IEN - Micro/Nano Fabrication Facility
A. System Contamination Control Policy


IEN manages contamination concerns by (1) evaluating the materials being deposited; (2) substrate materials; and (3) chemicals that could react with these materials.  The overall concept is to provide a standard process and material library while providing flexibility to integrate new materials onto the system. The primary criteria used will be process repeatability for this process library.

Process Separation

Our plan calls for different canisters (e.g. reactors) to process approved substrates and deposition materials. The proposals call for additional reactor canisters to be acquired to minimize the risk of cross-contamination. 

Each canister can only run 1 type of powder sample (same material, structure, but different size, etc.). Users need to provide canisters for their materials.

Old canisters could be cleaned and repurposed as necessary, subject to established cleaning protocols.

The staff will establish a process baseline recipe library that will characterize the material composition and specific characteristics to ensure that the proper materials are being deposited.

New Process Evaluation and User Qualification

The IEN standard operating procedures will include an evaluation of each research user’s process flow.   IEN staff will work with PIs on evaluating the potential new processes users have submitted. Users need to provide detailed descriptions of the sample's materials, how it was prepared, the planned process on the tool, and how much work is required.

That review will determine their required materials.  If the process and substrate combination is both feasible and compatible with existing reactor canisters, the appropriate one will be determined. Once their process is approved, the user will have to pass a qualification test to determine their understanding of the load/unload procedures.  They must independently show system operation and clearly demonstrate and follow all safety precautions when operating the system.

Canister & Precursor Rotation

The SUMS scheduling system will show the usage history for each canister and what processes have been run with the canister, including cleaning.  All canisters will be tracked.
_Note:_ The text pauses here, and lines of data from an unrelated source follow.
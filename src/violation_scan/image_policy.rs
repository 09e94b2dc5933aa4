//! Zone image acquisition

use crate::error::Result;
use crate::parking::{CameraRepository, PlaceLocation, Zone};
use async_trait::async_trait;
use std::sync::Arc;

/// Chooses the image reference sent to the cropper for a zone
#[async_trait]
pub trait ImageAcquisitionPolicy: Send + Sync {
    /// `None` means the zone has no usable image this cycle
    async fn acquire(&self, zone: &Zone, places: &[PlaceLocation]) -> Result<Option<String>>;
}

/// First zone camera with a non-empty snapshot reference
pub struct FirstCameraSnapshot {
    cameras: Arc<dyn CameraRepository>,
}

impl FirstCameraSnapshot {
    pub fn new(cameras: Arc<dyn CameraRepository>) -> Self {
        Self { cameras }
    }
}

#[async_trait]
impl ImageAcquisitionPolicy for FirstCameraSnapshot {
    async fn acquire(&self, zone: &Zone, _places: &[PlaceLocation]) -> Result<Option<String>> {
        let snapshots = self.cameras.get_snapshots(zone.id).await?;
        let chosen = snapshots.into_iter().find_map(|s| {
            s.image_url
                .map(|url| url.trim().to_string())
                .filter(|url| !url.is_empty())
                .map(|url| (s.camera_id, url))
        });

        Ok(chosen.map(|(camera_id, url)| {
            tracing::debug!(zone_id = zone.id, camera_id = camera_id, image_url = %url, "Zone image chosen");
            url
        }))
    }
}
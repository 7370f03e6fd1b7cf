//! Token verification.
//!
//! - `claims` - Typed claim sets and verification results
//! - `validation` - Required-claim, time, audience and issuer checks
//! - `jwks` / `gateway_key` / `project` - Cached key and identity resolvers
//! - `signature` - RSA and ES256 signature checks
//! - `verifier` - The verification pipelines

pub mod claims;
pub mod gateway_key;
pub mod jwks;
pub mod project;
pub mod signature;
pub mod validation;
pub mod verifier;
The SUMS system will implement canister reservation rules; users need to request installation of a specific canister 1 week prior to their scheduled process runs and notify all the tool users about the plan.  Cleanroom staff will inspect the canister and install it on the tool a day before the scheduled date. Users will be strongly encouraged to closely schedule all their depositions in a short time period to maximize tool utilization and reduce installation work to switch canisters.
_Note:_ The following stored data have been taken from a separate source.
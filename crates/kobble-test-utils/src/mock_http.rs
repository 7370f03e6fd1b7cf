//! Mock HTTP collaborator for resolver and verifier tests.
//!
//! Responses are keyed by the exact path or URL passed to `get_json`.
//! Every call is counted per path, so cache behavior can be asserted
//! without a network.
//!
//! # Example
//!
//! ```rust,ignore
//! use kobble_test_utils::MockHttpClient;
//!
//! let http = MockHttpClient::new().with_response("/auth/whoami", whoami_response("p1"));
//! // ... drive a resolver ...
//! assert_eq!(http.call_count("/auth/whoami"), 1);
//! ```

use std::collections::HashMap;
use std::sync::atomic::{AtomicUsize, Ordering};
use std::sync::Mutex;

use kobble_common::http::{HttpError, JsonHttpClient};
use serde_json::{json, Value};

/// Call-counting [`JsonHttpClient`] returning canned responses.
#[derive(Debug, Default)]
pub struct MockHttpClient {
    responses: Mutex<HashMap<String, Result<Value, HttpError>>>,
    calls: Mutex<HashMap<String, usize>>,
    total_calls: AtomicUsize,
}

impl MockHttpClient {
    /// Create a mock with no responses; every path answers 404.
    pub fn new() -> Self {
        Self::default()
    }

    /// Builder form of [`Self::set_response`].
    #[must_use]
    pub fn with_response(self, path: &str, body: Value) -> Self {
        self.set_response(path, body);
        self
    }

    /// Builder form of [`Self::set_error`].
    #[must_use]
    pub fn with_error(self, path: &str, error: HttpError) -> Self {
        self.set_error(path, error);
        self
    }

    /// Answer `path` with `body` from now on.
    pub fn set_response(&self, path: &str, body: Value) {
        self.responses
            .lock()
            .unwrap()
            .insert(path.to_string(), Ok(body));
    }

    /// Answer `path` with `error` from now on.
    pub fn set_error(&self, path: &str, error: HttpError) {
        self.responses
            .lock()
            .unwrap()
            .insert(path.to_string(), Err(error));
    }

    /// Number of calls made for `path`.
    pub fn call_count(&self, path: &str) -> usize {
        self.calls.lock().unwrap().get(path).copied().unwrap_or(0)
    }

    /// Number of calls made across all paths.
    pub fn total_calls(&self) -> usize {
        self.total_calls.load(Ordering::SeqCst)
    }
}

#[async_trait::async_trait]
impl JsonHttpClient for MockHttpClient {
    async fn get_json(&self, path: &str) -> Result<Value, HttpError> {
        self.total_calls.fetch_add(1, Ordering::SeqCst);
        *self
            .calls
            .lock()
            .unwrap()
            .entry(path.to_string())
            .or_insert(0) += 1;

        self.responses
            .lock()
            .unwrap()
            .get(path)
            .cloned()
            .unwrap_or_else(|| {
                Err(HttpError::Status {
                    status: 404,
                    body: format!("no mock response for {path}"),
                })
            })
    }
}

/// Body of `GET /auth/whoami` for `project_id`.
pub fn whoami_response(project_id: &str) -> Value {
    json!({
        "ProjectId": project_id,
        "ProjectSlug": "test-project",
        "UserId": "owner-1",
    })
}

/// Path of the JWKS document for `project_id`, relative to the base URL.
pub fn jwks_path(project_id: &str) -> String {
    format!("/discovery/p/{project_id}/apps/keys")
}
As more chemistries are introduced to the system, we will set up a schedule rotation for the canisters. We will rely on the SUMS (Shared User Management System) system for canister scheduling. Utilizing SUMS, system users could request a specific canister to be installed on the tool for a set period, from 1 run to a series of runs on the system. A corresponding calendar will be published on SUMS and to show what materials can be on the tool. A new calendar will be posted at the beginning of each week for the following week, so that users can plan accordingly.

When scheduling the tool, the user must select their desired material from a drop-down material list. This list of materials will match the planned list of materials available during the requested time slot. If a user wants to run a material that is not listed as available, they will be directed to the new material request form and not allowed to schedule the tool.

The SUMS system will also show precursor rotations: if more precursors are needed in the future for different processes, a schedule of precursors rotation will be established and then posted so that users can reliably plan their experiment workflows.  The most frequently used precursors will remain on the tool, and less frequently used precursors will rotate as requested. The schedule can be adjusted accordingly.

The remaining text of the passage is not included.